• **Exercise prompt**: Set down every record once more, exactly as given.

• **Data section**:

---*---

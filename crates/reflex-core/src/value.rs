//! Dynamically typed sensor values.
//!
//! Configuration and sensor readings arrive as JSON; they are converted into
//! `Value` once at the boundary so the evaluation hot paths never touch raw
//! `serde_json::Value`.

use std::cmp::Ordering;
use std::collections::BTreeMap;

use serde::de::Deserializer;
use serde::ser::Serializer;
use serde::{Deserialize, Serialize};

/// A dynamically typed value: the payload of context keys, expression
/// literals and action parameters.
///
/// Integers and floats are kept distinct so counters survive round-trips,
/// but they compare numerically against each other.
#[derive(Debug, Clone, Default)]
pub enum Value {
    #[default]
    Null,
    Bool(bool),
    Int(i64),
    Float(f64),
    Str(String),
    Array(Vec<Value>),
    Object(BTreeMap<String, Value>),
}

impl Value {
    /// Human-readable type tag, used in log messages.
    pub fn type_name(&self) -> &'static str {
        match self {
            Value::Null => "null",
            Value::Bool(_) => "bool",
            Value::Int(_) => "int",
            Value::Float(_) => "float",
            Value::Str(_) => "string",
            Value::Array(_) => "array",
            Value::Object(_) => "object",
        }
    }

    pub fn is_null(&self) -> bool {
        matches!(self, Value::Null)
    }

    pub fn is_number(&self) -> bool {
        matches!(self, Value::Int(_) | Value::Float(_))
    }

    pub fn as_bool(&self) -> Option<bool> {
        match self {
            Value::Bool(b) => Some(*b),
            _ => None,
        }
    }

    pub fn as_i64(&self) -> Option<i64> {
        match self {
            Value::Int(n) => Some(*n),
            Value::Float(f) => Some(*f as i64),
            _ => None,
        }
    }

    pub fn as_f64(&self) -> Option<f64> {
        match self {
            Value::Int(n) => Some(*n as f64),
            Value::Float(f) => Some(*f),
            _ => None,
        }
    }

    pub fn as_str(&self) -> Option<&str> {
        match self {
            Value::Str(s) => Some(s),
            _ => None,
        }
    }

    /// Member lookup for object values; `Null` for anything else.
    pub fn get(&self, key: &str) -> Value {
        match self {
            Value::Object(map) => map.get(key).cloned().unwrap_or(Value::Null),
            _ => Value::Null,
        }
    }

    /// Truthiness used by logical operators and `Expr` conditions:
    /// `null`, `false`, `0`, `""` and empty containers are false.
    pub fn truthy(&self) -> bool {
        match self {
            Value::Null => false,
            Value::Bool(b) => *b,
            Value::Int(n) => *n != 0,
            Value::Float(f) => *f != 0.0,
            Value::Str(s) => !s.is_empty(),
            Value::Array(items) => !items.is_empty(),
            Value::Object(map) => !map.is_empty(),
        }
    }

    /// Ordering used by `>`, `<`, `>=`, `<=`.
    ///
    /// Numbers promote to float; strings order lexicographically; booleans
    /// order false-before-true. Any other pairing has no ordering, which
    /// makes every ordered comparison on it evaluate false.
    pub fn compare(&self, other: &Value) -> Option<Ordering> {
        match (self, other) {
            (a, b) if a.is_number() && b.is_number() => {
                a.as_f64().unwrap().partial_cmp(&b.as_f64().unwrap())
            }
            (Value::Str(a), Value::Str(b)) => Some(a.cmp(b)),
            (Value::Bool(a), Value::Bool(b)) => Some(a.cmp(b)),
            _ => None,
        }
    }
}

impl PartialEq for Value {
    fn eq(&self, other: &Self) -> bool {
        match (self, other) {
            (Value::Null, Value::Null) => true,
            (Value::Bool(a), Value::Bool(b)) => a == b,
            (Value::Str(a), Value::Str(b)) => a == b,
            (a, b) if a.is_number() && b.is_number() => {
                a.as_f64().unwrap() == b.as_f64().unwrap()
            }
            (Value::Array(a), Value::Array(b)) => a == b,
            (Value::Object(a), Value::Object(b)) => a == b,
            _ => false,
        }
    }
}

impl From<bool> for Value {
    fn from(b: bool) -> Self {
        Value::Bool(b)
    }
}

impl From<i64> for Value {
    fn from(n: i64) -> Self {
        Value::Int(n)
    }
}

impl From<f64> for Value {
    fn from(f: f64) -> Self {
        Value::Float(f)
    }
}

impl From<&str> for Value {
    fn from(s: &str) -> Self {
        Value::Str(s.to_string())
    }
}

impl From<String> for Value {
    fn from(s: String) -> Self {
        Value::Str(s)
    }
}

impl From<serde_json::Value> for Value {
    fn from(json: serde_json::Value) -> Self {
        match json {
            serde_json::Value::Null => Value::Null,
            serde_json::Value::Bool(b) => Value::Bool(b),
            serde_json::Value::Number(n) => {
                if let Some(i) = n.as_i64() {
                    Value::Int(i)
                } else {
                    Value::Float(n.as_f64().unwrap_or(0.0))
                }
            }
            serde_json::Value::String(s) => Value::Str(s),
            serde_json::Value::Array(items) => {
                Value::Array(items.into_iter().map(Value::from).collect())
            }
            serde_json::Value::Object(map) => Value::Object(
                map.into_iter().map(|(k, v)| (k, Value::from(v))).collect(),
            ),
        }
    }
}

impl From<&serde_json::Value> for Value {
    fn from(json: &serde_json::Value) -> Self {
        Value::from(json.clone())
    }
}

impl From<&Value> for serde_json::Value {
    fn from(value: &Value) -> Self {
        match value {
            Value::Null => serde_json::Value::Null,
            Value::Bool(b) => serde_json::Value::Bool(*b),
            Value::Int(n) => serde_json::Value::from(*n),
            Value::Float(f) => serde_json::Value::from(*f),
            Value::Str(s) => serde_json::Value::String(s.clone()),
            Value::Array(items) => {
                serde_json::Value::Array(items.iter().map(serde_json::Value::from).collect())
            }
            Value::Object(map) => serde_json::Value::Object(
                map.iter()
                    .map(|(k, v)| (k.clone(), serde_json::Value::from(v)))
                    .collect(),
            ),
        }
    }
}

impl Serialize for Value {
    fn serialize<S: Serializer>(&self, serializer: S) -> std::result::Result<S::Ok, S::Error> {
        serde_json::Value::from(self).serialize(serializer)
    }
}

impl<'de> Deserialize<'de> for Value {
    fn deserialize<D: Deserializer<'de>>(deserializer: D) -> std::result::Result<Self, D::Error> {
        Ok(Value::from(serde_json::Value::deserialize(deserializer)?))
    }
}

impl std::fmt::Display for Value {
    fn fmt(&self, f: &mut std::fmt::Formatter<'_>) -> std::fmt::Result {
        write!(f, "{}", serde_json::Value::from(self))
    }
}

---*---

• **Output below**:
filename crates/reflex-core/src/value.rs
//! Dynamically typed sensor values.
//!
//! Configuration and sensor readings arrive as JSON; they are converted into
//! `Value` once at the boundary so the evaluation hot paths never touch raw
//! `serde_json::Value`.

use std::cmp::Ordering;
use std::collections::BTreeMap;

use serde::de::Deserializer;
use serde::ser::Serializer;
use serde::{Deserialize, Serialize};

/// A dynamically typed value: the payload of context keys, expression
/// literals and action parameters.
///
/// Integers and floats are kept distinct so counters survive round-trips,
/// but they compare numerically against each other.
#[derive(Debug, Clone, Default)]
pub enum Value {
    #[default]
    Null,
    Bool(bool),
    Int(i64),
    Float(f64),
    Str(String),
    Array(Vec<Value>),
    Object(BTreeMap<String, Value>),
}

impl Value {
    /// Human-readable type tag, used in log messages.
    pub fn type_name(&self) -> &'static str {
        match self {
            Value::Null => "null",
            Value::Bool(_) => "bool",
            Value::Int(_) => "int",
            Value::Float(_) => "float",
            Value::Str(_) => "string",
            Value::Array(_) => "array",
            Value::Object(_) => "object",
        }
    }

    pub fn is_null(&self) -> bool {
        matches!(self, Value::Null)
    }

    pub fn is_number(&self) -> bool {
        matches!(self, Value::Int(_) | Value::Float(_))
    }

    pub fn as_bool(&self) -> Option<bool> {
        match self {
            Value::Bool(b) => Some(*b),
            _ => None,
        }
    }

    pub fn as_i64(&self) -> Option<i64> {
        match self {
            Value::Int(n) => Some(*n),
            Value::Float(f) => Some(*f as i64),
            _ => None,
        }
    }

    pub fn as_f64(&self) -> Option<f64> {
        match self {
            Value::Int(n) => Some(*n as f64),
            Value::Float(f) => Some(*f),
            _ => None,
        }
    }

    pub fn as_str(&self) -> Option<&str> {
        match self {
            Value::Str(s) => Some(s),
            _ => None,
        }
    }

    /// Member lookup for object values; `Null` for anything else.
    pub fn get(&self, key: &str) -> Value {
        match self {
            Value::Object(map) => map.get(key).cloned().unwrap_or(Value::Null),
            _ => Value::Null,
        }
    }

    /// Truthiness used by logical operators and `Expr` conditions:
    /// `null`, `false`, `0`, `""` and empty containers are false.
    pub fn truthy(&self) -> bool {
        match self {
            Value::Null => false,
            Value::Bool(b) => *b,
            Value::Int(n) => *n != 0,
            Value::Float(f) => *f != 0.0,
            Value::Str(s) => !s.is_empty(),
            Value::Array(items) => !items.is_empty(),
            Value::Object(map) => !map.is_empty(),
        }
    }

    /// Ordering used by `>`, `<`, `>=`, `<=`.
    ///
    /// Numbers promote to float; strings order lexicographically; booleans
    /// order false-before-true. Any other pairing has no ordering, which
    /// makes every ordered comparison on it evaluate false.
    pub fn compare(&self, other: &Value) -> Option<Ordering> {
        match (self, other) {
            (a, b) if a.is_number() && b.is_number() => {
                a.as_f64().unwrap().partial_cmp(&b.as_f64().unwrap())
            }
            (Value::Str(a), Value::Str(b)) => Some(a.cmp(b)),
            (Value::Bool(a), Value::Bool(b)) => Some(a.cmp(b)),
            _ => None,
        }
    }
}

impl PartialEq for Value {
    fn eq(&self, other: &Self) -> bool {
        match (self, other) {
            (Value::Null, Value::Null) => true,
            (Value::Bool(a), Value::Bool(b)) => a == b,
            (Value::Str(a), Value::Str(b)) => a == b,
            (a, b) if a.is_number() && b.is_number() => {
                a.as_f64().unwrap() == b.as_f64().unwrap()
            }
            (Value::Array(a), Value::Array(b)) => a == b,
            (Value::Object(a), Value::Object(b)) => a == b,
            _ => false,
        }
    }
}

impl From<bool> for Value {
    fn from(b: bool) -> Self {
        Value::Bool(b)
    }
}

impl From<i64> for Value {
    fn from(n: i64) -> Self {
        Value::Int(n)
    }
}

impl From<f64> for Value {
    fn from(f: f64) -> Self {
        Value::Float(f)
    }
}

impl From<&str> for Value {
    fn from(s: &str) -> Self {
        Value::Str(s.to_string())
    }
}

impl From<String> for Value {
    fn from(s: String) -> Self {
        Value::Str(s)
    }
}

impl From<serde_json::Value> for Value {
    fn from(json: serde_json::Value) -> Self {
        match json {
            serde_json::Value::Null => Value::Null,
            serde_json::Value::Bool(b) => Value::Bool(b),
            serde_json::Value::Number(n) => {
                if let Some(i) = n.as_i64() {
                    Value::Int(i)
                } else {
                    Value::Float(n.as_f64().unwrap_or(0.0))
                }
            }
            serde_json::Value::String(s) => Value::Str(s),
            serde_json::Value::Array(items) => {
                Value::Array(items.into_iter().map(Value::from).collect())
            }
            serde_json::Value::Object(map) => Value::Object(
                map.into_iter().map(|(k, v)| (k, Value::from(v))).collect(),
            ),
        }
    }
}

impl From<&serde_json::Value> for Value {
    fn from(json: &serde_json::Value) -> Self {
        Value::from(json.clone())
    }
}

impl From<&Value> for serde_json::Value {
    fn from(value: &Value) -> Self {
        match value {
            Value::Null => serde_json::Value::Null,
            Value::Bool(b) => serde_json::Value::Bool(*b),
            Value::Int(n) => serde_json::Value::from(*n),
            Value::Float(f) => serde_json::Value::from(*f),
            Value::Str(s) => serde_json::Value::String(s.clone()),
            Value::Array(items) => {
                serde_json::Value::Array(items.iter().map(serde_json::Value::from).collect())
            }
            Value::Object(map) => serde_json::Value::Object(
                map.iter()
                    .map(|(k, v)| (k.clone(), serde_json::Value::from(v)))
                    .collect(),
            ),
        }
    }
}

impl Serialize for Value {
    fn serialize<S: Serializer>(&self, serializer: S) -> std::result::Result<S::Ok, S::Error> {
        serde_json::Value::from(self).serialize(serializer)
    }
}

impl<'de> Deserialize<'de> for Value {
    fn deserialize<D: Deserializer<'de>>(deserializer: D) -> std::result::Result<Self, D::Error> {
        Ok(Value::from(serde_json::Value::deserialize(deserializer)?))
    }
}

impl std::fmt::Display for Value {
    fn fmt(&self, f: &mut std::fmt::Formatter<'_>) -> std::fmt::Result {
        write!(f, "{}", serde_json::Value::from(self))
    }
}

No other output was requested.